Dynamic reorganization of collectively invading breast cancer cells in vitro and ex vivo. (A) A representative MDA-MB-231 spheroid expressing the CycleTrak nuclear marker (green/yellow, different colors indicate different cell cycle phases) is invading upward into 4.5-mg/mL collagen with collective strands. (B) Cells dynamically reorganize their relative positions within a typical strand (boxed region from A) during invasion, resulting in leader cell turnovers (asterisks; frames under white lines are enlarged on the Right to highlight leader turnover).
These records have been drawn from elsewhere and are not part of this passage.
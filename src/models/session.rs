use std::fs;
use std::path::{Path, PathBuf};

use chrono::{DateTime, Duration, Utc};
use serde::{Deserialize, Serialize};

use crate::error::FeedtuiError;
use crate::models::{Comment, FileAttachment, FriendRequest, Post, User, CURRENT_USER_ID};

/// Whole-session state: the single source of truth every view reads from
/// and every controller mutates through. Owned by the running app, never a
/// global.
#[derive(Serialize, Deserialize, Debug, Clone, PartialEq, Eq)]
pub struct Session {
    pub current_user: User,
    pub posts: Vec<Post>,
    pub friends: Vec<User>,
    pub friend_requests: Vec<FriendRequest>,
}

impl Session {
    /// Load the session fixture. An explicit path must parse; otherwise the
    /// default fixture file is used when it exists, else the built-in seed.
    pub fn load(fixture: Option<&Path>) -> Result<Session, FeedtuiError> {
        match fixture {
            Some(path) => Self::from_file(path),
            None => match default_fixture_file() {
                Some(path) if path.exists() => Self::from_file(&path),
                _ => Ok(Self::seed()),
            },
        }
    }

    pub fn from_file(path: &Path) -> Result<Session, FeedtuiError> {
        let data = fs::read_to_string(path)
            .map_err(|e| FeedtuiError::Fixture(format!("failed to read {}: {}", path.display(), e)))?;
        serde_json::from_str(&data)
            .map_err(|e| FeedtuiError::Fixture(format!("failed to parse {}: {}", path.display(), e)))
    }

    /// The built-in mock bootstrap: three posts, two pending invitations,
    /// no friends yet, and the signed-in user under the `"current"` id.
    pub fn seed() -> Session {
        let now = Utc::now();

        let anna = seed_user(
            "u1",
            "Anna Kowalska",
            "https://images.unsplash.com/photo-1494790108377-be9c29b29330?w=150&h=150&fit=crop",
            Some("Senior Developer @ Tech Corp"),
        );
        let piotr = seed_user(
            "u3",
            "Piotr Wiśniewski",
            "https://images.unsplash.com/photo-1500648767791-00dcc994a43e?w=150&h=150&fit=crop",
            Some("Product Designer"),
        );
        let maria = seed_user(
            "u4",
            "Maria Lewandowska",
            "https://images.unsplash.com/photo-1438761681033-6461ffad8d80?w=150&h=150&fit=crop",
            Some("Marketing Manager"),
        );

        let posts = vec![
            Post {
                id: "1".to_string(),
                user: anna,
                content: "Właśnie ukończyłam świetny projekt! Współpraca z zespołem była niesamowita. 🚀"
                    .to_string(),
                images: Some(vec![
                    "https://images.unsplash.com/photo-1522071820081-009f0129c71c?w=800&h=600&fit=crop"
                        .to_string(),
                ]),
                files: None,
                timestamp: hours_ago(now, 2),
                likes: 42,
                liked_by_user: false,
                comments: vec![Comment {
                    id: "c1".to_string(),
                    user: seed_user(
                        "u2",
                        "Jan Nowak",
                        "https://images.unsplash.com/photo-1472099645785-5658abf4ff4e?w=150&h=150&fit=crop",
                        None,
                    ),
                    content: "Gratulacje! Świetna robota!".to_string(),
                    timestamp: hours_ago(now, 1),
                    likes: 5,
                }],
            },
            Post {
                id: "2".to_string(),
                user: piotr,
                content: "Nowy design system gotowy! Co myślicie o tych kolorach?".to_string(),
                images: Some(vec![
                    "https://images.unsplash.com/photo-1561070791-2526d30994b5?w=800&h=600&fit=crop"
                        .to_string(),
                ]),
                files: Some(vec![FileAttachment {
                    name: "design-system.pdf".to_string(),
                    mime_type: "application/pdf".to_string(),
                    url: "https://example.com/design-system.pdf".to_string(),
                }]),
                timestamp: hours_ago(now, 5),
                likes: 28,
                liked_by_user: true,
                comments: Vec::new(),
            },
            Post {
                id: "3".to_string(),
                user: maria,
                content:
                    "Dzisiaj na konferencji MarketingPro 2025! Dużo inspiracji i nowych pomysłów. #marketing #konferencja"
                        .to_string(),
                images: None,
                files: None,
                timestamp: hours_ago(now, 8),
                likes: 15,
                liked_by_user: false,
                comments: vec![Comment {
                    id: "c2".to_string(),
                    user: seed_user(
                        "u5",
                        "Tomasz Zając",
                        "https://images.unsplash.com/photo-1507003211169-0a1dd7228f2d?w=150&h=150&fit=crop",
                        None,
                    ),
                    content: "Też tam jestem! Może się spotkamy?".to_string(),
                    timestamp: hours_ago(now, 7),
                    likes: 2,
                }],
            },
        ];

        let friend_requests = vec![
            FriendRequest {
                id: "fr1".to_string(),
                from: seed_user(
                    "u5",
                    "Tomasz Lewandowski",
                    "https://images.unsplash.com/photo-1507003211169-0a1dd7228f2d?w=150&h=150&fit=crop",
                    Some("Backend Developer"),
                ),
                timestamp: hours_ago(now, 24),
            },
            FriendRequest {
                id: "fr2".to_string(),
                from: seed_user(
                    "u6",
                    "Magdalena Zielińska",
                    "https://images.unsplash.com/photo-1438761681033-6461ffad8d80?w=150&h=150&fit=crop",
                    Some("Marketing Manager"),
                ),
                timestamp: hours_ago(now, 48),
            },
        ];

        Session {
            current_user: User {
                id: CURRENT_USER_ID.to_string(),
                name: "Jan Kowalski".to_string(),
                avatar: "https://images.unsplash.com/photo-1535713875002-d1d0cf377fde?w=150&h=150&fit=crop"
                    .to_string(),
                title: Some("Software Engineer".to_string()),
                bio: Some(
                    "Pasjonuję się technologią i innowacjami. Zawsze szukam nowych wyzwań!"
                        .to_string(),
                ),
                location: Some("Warszawa, Polska".to_string()),
                website: None,
            },
            posts,
            friends: Vec::new(),
            friend_requests,
        }
    }
}

fn seed_user(id: &str, name: &str, avatar: &str, title: Option<&str>) -> User {
    User {
        id: id.to_string(),
        name: name.to_string(),
        avatar: avatar.to_string(),
        title: title.map(str::to_string),
        bio: None,
        location: None,
        website: None,
    }
}

fn hours_ago(now: DateTime<Utc>, hours: i64) -> DateTime<Utc> {
    now - Duration::hours(hours)
}

fn default_fixture_file() -> Option<PathBuf> {
    dirs::home_dir().map(|home| home.join(".config/feedtui/seed.json"))
}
Note that the invasion is interrupted when the original leader cells (black arrowheads) pause or move backward before the emergence of the new leaders (red arrowheads). (C) Leader–follower switching during spheroid invasion is more frequent in high-density collagen than in lower-density collagen (n > 50 for each condition; P < 0.0001 from a logarithmic-rank test for trend; shades represent standard error (s.e.); complete leader cell lifetime data are available in Dataset S1). (D) A representative mouse mammary tumor virus–polyomavirus middle T-antigen (MMTV-PyMT) mouse tumor organoid invading into 4.5-mg/mL collagen matrix. (E) A representative strand (boxed region from D) exhibits intermittent short-period pauses or retractions during forward invasion, many of them correlate with leader cell turnover events (as indicated with asterisks; black arrowheads, old leader; red arrowheads, new leader; frames under the white lines are enlarged on the Right to highlight leader turnover). (F) Leader cell lifetime during organoid invasion decreases with increasing collagen density (n > 45 for each condition; P = 0.05 from a logarithmic-rank test for trend; shades represent s.e.). [Scale bar, 50 µm (A and B, Left and D and E, Left), 25 µm (B, Right and E, Right).]